FRIENDS IN HIGH PLACES: MANDELSON AND MR BO
SENIOR British figures including Peter Mandelson and Prince Andrew held formal talks with Bo Xilai before his downfall.
Former EU trade commissioner Mr Mandelson, now Lord Mandelson, faced him across the negotiating table during the socalled ‘bra wars’ dispute over EU sanctions on Chinese textile imports in 2005.
Two years later Mr Bo accused his British counterpart of ‘extremist language’ after the former Labour spin doctor described China’s trade policy as ‘illogical’, ‘indefensible’ and ‘unacceptable’.
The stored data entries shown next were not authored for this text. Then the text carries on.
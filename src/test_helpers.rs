#![cfg(test)]
//! Test-only helpers for shared test utilities.

use std::{
    io,
    sync::{
        Mutex,
        atomic::{AtomicBool, AtomicUsize, Ordering},
    },
};

use bytes::Bytes;

use crate::{handler::MessageHandler, transport::Transport};

/// In-memory transport that keeps every queued write.
#[derive(Debug, Default)]
pub(crate) struct SinkTransport {
    writes: Mutex<Vec<Bytes>>,
    closed: AtomicBool,
    closes: AtomicUsize,
}

impl SinkTransport {
    /// Every byte written so far.
    pub(crate) fn written(&self) -> Vec<u8> {
        self.writes
            .lock()
            .expect("writes lock")
            .iter()
            .flat_map(|chunk| chunk.iter().copied())
            .collect()
    }

    /// Individual write calls, in order.
    pub(crate) fn chunks(&self) -> Vec<Bytes> { self.writes.lock().expect("writes lock").clone() }

    /// Number of effective closes.
    pub(crate) fn close_count(&self) -> usize { self.closes.load(Ordering::SeqCst) }
}

impl Transport for SinkTransport {
    fn queue_write(&self, bytes: Bytes) -> io::Result<()> {
        if self.is_closed() {
            return Err(io::ErrorKind::NotConnected.into());
        }
        self.writes.lock().expect("writes lock").push(bytes);
        Ok(())
    }

    fn switch_to_read(&self) {}

    fn close(&self) {
        if !self.closed.swap(true, Ordering::SeqCst) {
            self.closes.fetch_add(1, Ordering::SeqCst);
        }
    }

    fn is_closed(&self) -> bool { self.closed.load(Ordering::SeqCst) }
}

/// Handler that ignores every callback.
#[derive(Clone, Copy, Debug, Default)]
pub(crate) struct Quiet;

impl MessageHandler for Quiet {}
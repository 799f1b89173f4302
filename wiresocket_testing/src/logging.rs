//! Serialised access to the global `logtest` logger.

use std::sync::{Mutex, MutexGuard, OnceLock, PoisonError};

use logtest::Logger;
use rstest::fixture;

/// Handle to the global logger with exclusive access.
///
/// The guard serialises access to a [`logtest::Logger`] so tests capturing
/// `log` output do not see each other's records.
pub struct LoggerHandle {
    guard: MutexGuard<'static, Logger>,
}

impl LoggerHandle {
    /// Acquire the global [`Logger`] instance, discarding stale records.
    pub fn new() -> Self {
        static LOGGER: OnceLock<Mutex<Logger>> = OnceLock::new();

        let logger = LOGGER.get_or_init(|| Mutex::new(Logger::start()));
        let mut guard = logger.lock().unwrap_or_else(PoisonError::into_inner);
        while guard.pop().is_some() {}

        Self { guard }
    }

    /// Whether any captured record contains `needle`.
    pub fn contains(&mut self, needle: &str) -> bool {
        let mut found = false;
        while let Some(record) = self.guard.pop() {
            found |= record.args().contains(needle);
        }
        found
    }
}

impl Default for LoggerHandle {
    fn default() -> Self { Self::new() }
}

impl std::ops::Deref for LoggerHandle {
    type Target = Logger;

    fn deref(&self) -> &Self::Target { &self.guard }
}

impl std::ops::DerefMut for LoggerHandle {
    fn deref_mut(&mut self) -> &mut Self::Target { &mut self.guard }
}

#[allow(
    unused_braces,
    reason = "rustc false positive for single line rstest fixtures"
)]
#[fixture]
pub fn logger() -> LoggerHandle { LoggerHandle::new() }
//! Composition root for serving upgraded WebSocket connections.
//!
//! [`WebSocketService`] ties a [`MessageHandler`] to a shared
//! [`DispatchQueue`]. The HTTP layer performs the upgrade handshake and then
//! hands the raw stream to [`WebSocketService::serve`] (or
//! [`WebSocketService::spawn`]), which builds the transport, session and
//! connection and runs them to completion.

use std::{panic::AssertUnwindSafe, sync::Arc};

use futures::FutureExt;
use log::error;
use tokio::io::{AsyncRead, AsyncWrite};
use tokio_util::task::TaskTracker;

use crate::{
    config::EngineConfig,
    connection::Connection,
    dispatch::DispatchQueue,
    handler::MessageHandler,
    metrics,
    panic::format_panic,
    registry::SessionRegistry,
    session::Session,
    stats::{MetricsStats, StatsSink},
    transport::{StreamTransport, Transport},
};

/// Serves upgraded connections for one endpoint.
pub struct WebSocketService {
    handler: Arc<dyn MessageHandler>,
    queue: DispatchQueue,
    config: EngineConfig,
    stats: Arc<dyn StatsSink>,
    registry: Arc<SessionRegistry>,
}

impl WebSocketService {
    /// Create a service dispatching through `queue`.
    ///
    /// Statistics go to [`MetricsStats`] and the default
    /// [`EngineConfig`] is used until overridden.
    #[must_use]
    pub fn new(handler: Arc<dyn MessageHandler>, queue: DispatchQueue) -> Self {
        Self {
            handler,
            queue,
            config: EngineConfig::default(),
            stats: Arc::new(MetricsStats),
            registry: Arc::new(SessionRegistry::new()),
        }
    }

    /// Use `config`, normalised, for new connections.
    ///
    /// The dispatch section is ignored here; it applies when the queue is
    /// started.
    #[must_use]
    pub fn with_config(mut self, config: EngineConfig) -> Self {
        self.config = config.normalized();
        self
    }

    /// Report session statistics to `stats`.
    #[must_use]
    pub fn with_stats(mut self, stats: Arc<dyn StatsSink>) -> Self {
        self.stats = stats;
        self
    }

    /// Sessions currently served.
    #[must_use]
    pub fn registry(&self) -> &Arc<SessionRegistry> { &self.registry }

    /// Queue shared by this service's connections.
    #[must_use]
    pub fn queue(&self) -> &DispatchQueue { &self.queue }

    /// Configuration applied to new connections.
    #[must_use]
    pub fn config(&self) -> &EngineConfig { &self.config }

    /// Serve an already-upgraded stream until the connection ends.
    ///
    /// Returns the finished session so callers can inspect its counters.
    pub async fn serve<S>(&self, stream: S) -> Session
    where
        S: AsyncRead + AsyncWrite + Send + 'static,
    {
        let (reader, writer) = tokio::io::split(stream);
        let transport = StreamTransport::spawn(
            writer,
            self.config.frame_buffer_size,
            self.config.write_limit,
        );
        let session = Session::builder(Arc::new(transport.clone()), Arc::clone(&self.handler))
            .stats(Arc::clone(&self.stats))
            .max_frame_payload(self.config.max_frame_payload())
            .build();

        self.registry.insert(&session);
        session.open().await;

        let mut connection = Connection::new(
            session.clone(),
            self.queue.clone(),
            self.config.read_buffer_size,
        );
        connection.run(reader, &transport.close_token()).await;

        self.registry.remove(&session.id());
        transport.close();
        transport.finished().await;
        session
    }

    /// Serve `stream` on a task tracked by `tracker`, logging and discarding
    /// any panic.
    pub fn spawn<S>(self: &Arc<Self>, stream: S, tracker: &TaskTracker)
    where
        S: AsyncRead + AsyncWrite + Send + 'static,
    {
        let service = Arc::clone(self);
        tracker.spawn(async move {
            let fut = AssertUnwindSafe(service.serve(stream)).catch_unwind();
            if let Err(panic) = fut.await {
                metrics::inc_handler_panics();
                let panic_msg = format_panic(&panic);
                // Emit via both `log` and `tracing` for tests that capture either.
                error!("connection task panicked: panic={panic_msg}");
                tracing::error!(panic = %panic_msg, "connection task panicked");
            }
        });
    }
}

impl std::fmt::Debug for WebSocketService {
    fn fmt(&self, f: &mut std::fmt::Formatter<'_>) -> std::fmt::Result {
        f.debug_struct("WebSocketService")
            .field("queue", &self.queue)
            .field("config", &self.config)
            .field("sessions", &self.registry.len())
            .finish_non_exhaustive()
    }
}
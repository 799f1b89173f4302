//! [`MessageHandler`] implementations for tests.

use std::sync::Mutex;

use async_trait::async_trait;
use bytes::Bytes;
use tokio::sync::{Notify, Semaphore};
use wiresocket::{handler::MessageHandler, session::Session};

/// Callback observed by a [`RecordingHandler`].
#[derive(Clone, Debug, PartialEq, Eq)]
pub enum Event {
    /// `on_open`.
    Open,
    /// `on_text` with the text received.
    Text(String),
    /// `on_binary` with the bytes received.
    Binary(Vec<u8>),
    /// `on_close`.
    Close,
}

/// Records every callback and can echo data messages back.
#[derive(Debug, Default)]
pub struct RecordingHandler {
    events: Mutex<Vec<Event>>,
    echo: bool,
    changed: Notify,
}

impl RecordingHandler {
    /// A handler that only records.
    pub fn new() -> Self { Self::default() }

    /// A handler that records and echoes text and binary messages.
    pub fn echo() -> Self {
        Self {
            echo: true,
            ..Self::default()
        }
    }

    /// Callbacks seen so far.
    ///
    /// # Panics
    ///
    /// Panics if the events lock is poisoned.
    pub fn events(&self) -> Vec<Event> { self.events.lock().expect("events lock").clone() }

    /// Number of `on_close` calls seen.
    pub fn close_count(&self) -> usize {
        self.events()
            .iter()
            .filter(|event| **event == Event::Close)
            .count()
    }

    /// Wait until at least `count` callbacks have been recorded.
    pub async fn wait_for(&self, count: usize) {
        loop {
            let notified = self.changed.notified();
            if self.events.lock().expect("events lock").len() >= count {
                return;
            }
            notified.await;
        }
    }

    fn record(&self, event: Event) {
        self.events.lock().expect("events lock").push(event);
        self.changed.notify_waiters();
    }
}

#[async_trait]
impl MessageHandler for RecordingHandler {
    async fn on_open(&self, _session: &Session) { self.record(Event::Open); }

    async fn on_text(&self, text: &str, session: &Session) {
        self.record(Event::Text(text.to_owned()));
        if self.echo {
            session.send_text_data(text);
        }
    }

    async fn on_binary(&self, data: &Bytes, session: &Session) {
        self.record(Event::Binary(data.to_vec()));
        if self.echo {
            session.send_binary_data(data.clone());
        }
    }

    async fn on_close(&self, _session: &Session) { self.record(Event::Close); }
}

/// Blocks inside `on_text` and `on_binary` until released.
///
/// Lets tests hold every worker busy to saturate a dispatch queue.
#[derive(Debug)]
pub struct GatedHandler {
    entered: Semaphore,
    gate: Semaphore,
}

impl GatedHandler {
    /// A handler whose gate starts closed.
    pub fn new() -> Self {
        Self {
            entered: Semaphore::new(0),
            gate: Semaphore::new(0),
        }
    }

    /// Wait until `count` handler calls are blocked at the gate.
    ///
    /// # Panics
    ///
    /// Panics if the semaphore has been closed.
    pub async fn wait_entered(&self, count: u32) {
        self.entered
            .acquire_many(count)
            .await
            .expect("entered semaphore open")
            .forget();
    }

    /// Let `count` blocked calls proceed.
    pub fn release(&self, count: usize) { self.gate.add_permits(count); }

    async fn pass(&self) {
        self.entered.add_permits(1);
        if let Ok(permit) = self.gate.acquire().await {
            permit.forget();
        }
    }
}

#[async_trait]
impl MessageHandler for GatedHandler {
    async fn on_text(&self, _text: &str, _session: &Session) { self.pass().await; }

    async fn on_binary(&self, _data: &Bytes, _session: &Session) { self.pass().await; }
}

impl Default for GatedHandler {
    fn default() -> Self { Self::new() }
}
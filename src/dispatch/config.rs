//! Sizing of the dispatch queue and its worker pool.

use std::time::Duration;

use serde::Deserialize;

use crate::config::{ConfigError, duration_ms};

/// Default number of units the queue holds before shedding load.
pub const DEFAULT_CAPACITY: usize = 5000;
/// Default number of workers kept alive when idle.
pub const DEFAULT_MIN_WORKERS: usize = 5;
/// Default upper bound on concurrent workers.
pub const DEFAULT_MAX_WORKERS: usize = 500;
/// Default time an idle worker above the minimum waits before retiring.
pub const DEFAULT_IDLE_TIMEOUT: Duration = Duration::from_secs(10);

/// Configuration for [`DispatchQueue`](super::DispatchQueue).
///
/// # Default Values
/// - `capacity`: 5000 pending units
/// - `min_workers`: 5
/// - `max_workers`: 500
/// - `idle_timeout`: 10 seconds (`idle_timeout_ms` when deserialized)
#[derive(Clone, Copy, Debug, PartialEq, Eq, Deserialize)]
#[serde(default)]
pub struct DispatchConfig {
    /// Units that may wait for a worker before new units are rejected.
    pub capacity: usize,
    /// Workers that never retire.
    pub min_workers: usize,
    /// Hard cap on concurrent workers.
    pub max_workers: usize,
    /// Idle period after which a worker above `min_workers` retires.
    #[serde(rename = "idle_timeout_ms", deserialize_with = "duration_ms")]
    pub idle_timeout: Duration,
}

impl Default for DispatchConfig {
    fn default() -> Self {
        Self {
            capacity: DEFAULT_CAPACITY,
            min_workers: DEFAULT_MIN_WORKERS,
            max_workers: DEFAULT_MAX_WORKERS,
            idle_timeout: DEFAULT_IDLE_TIMEOUT,
        }
    }
}

impl DispatchConfig {
    /// Clamp values to sane bounds and ensure `min_workers <= max_workers`.
    ///
    /// # Examples
    ///
    /// ```
    /// use std::time::Duration;
    ///
    /// use wiresocket::dispatch::DispatchConfig;
    ///
    /// let cfg = DispatchConfig {
    ///     capacity: 0,
    ///     min_workers: 8,
    ///     max_workers: 2,
    ///     idle_timeout: Duration::ZERO,
    /// };
    ///
    /// let normalized = cfg.normalized();
    /// assert_eq!(normalized.capacity, 1);
    /// assert_eq!(normalized.min_workers, 2);
    /// assert_eq!(normalized.max_workers, 8);
    /// assert_eq!(normalized.idle_timeout, Duration::from_millis(1));
    /// ```
    #[must_use]
    pub fn normalized(mut self) -> Self {
        self.capacity = self.capacity.max(1);
        self.min_workers = self.min_workers.max(1);
        self.max_workers = self.max_workers.max(1);
        if self.min_workers > self.max_workers {
            std::mem::swap(&mut self.min_workers, &mut self.max_workers);
        }
        self.idle_timeout = self.idle_timeout.max(Duration::from_millis(1));
        self
    }

    /// Reject configurations that [`normalized`](Self::normalized) would
    /// have to repair.
    ///
    /// # Errors
    ///
    /// Returns the first [`ConfigError`] found.
    pub fn validate(&self) -> Result<(), ConfigError> {
        if self.capacity == 0 {
            return Err(ConfigError::ZeroCapacity);
        }
        if self.min_workers == 0 || self.max_workers == 0 {
            return Err(ConfigError::ZeroWorkers);
        }
        if self.min_workers > self.max_workers {
            return Err(ConfigError::InvertedWorkerBounds {
                min: self.min_workers,
                max: self.max_workers,
            });
        }
        if self.idle_timeout.is_zero() {
            return Err(ConfigError::ZeroIdleTimeout);
        }
        Ok(())
    }
}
Despite these confrontations, the two ambitious political figures were said to have brokered a ‘cordial’ relationship, and Lord Mandelson was reported to have visited Mr Bo in Chongqing last year, amid speculation the peer could become head of the World Trade Organisation.
The Duke of York visited Mr Bo last May, just months before he was forced to step down from his role as a UK trade envoy.
Most controversially, Foreign Office minister Jeremy Browne met Mr Bo in November last year, within 48 hours of Mr Heywood’s apparent murder.
British diplomats were alerted about the death on November 16, the day of the Browne meeting, but seemingly accepted the official explanation of the cause and Mr Browne was not asked to raise the case with Mr Bo.
Instead, Mr Heywood’s body was cremated without a postmortem examination the day after Mr Browne left China and Britain did not ask Beijing to investigate his death until February.
Former Foreign Office minister Denis Macshane said: ‘It beggars belief that a Foreign Office minister met a major figure in this titanic struggle for the fate of China only days after the suspicious death of a British citizen who appears to have been put to death as a disposable pawn.’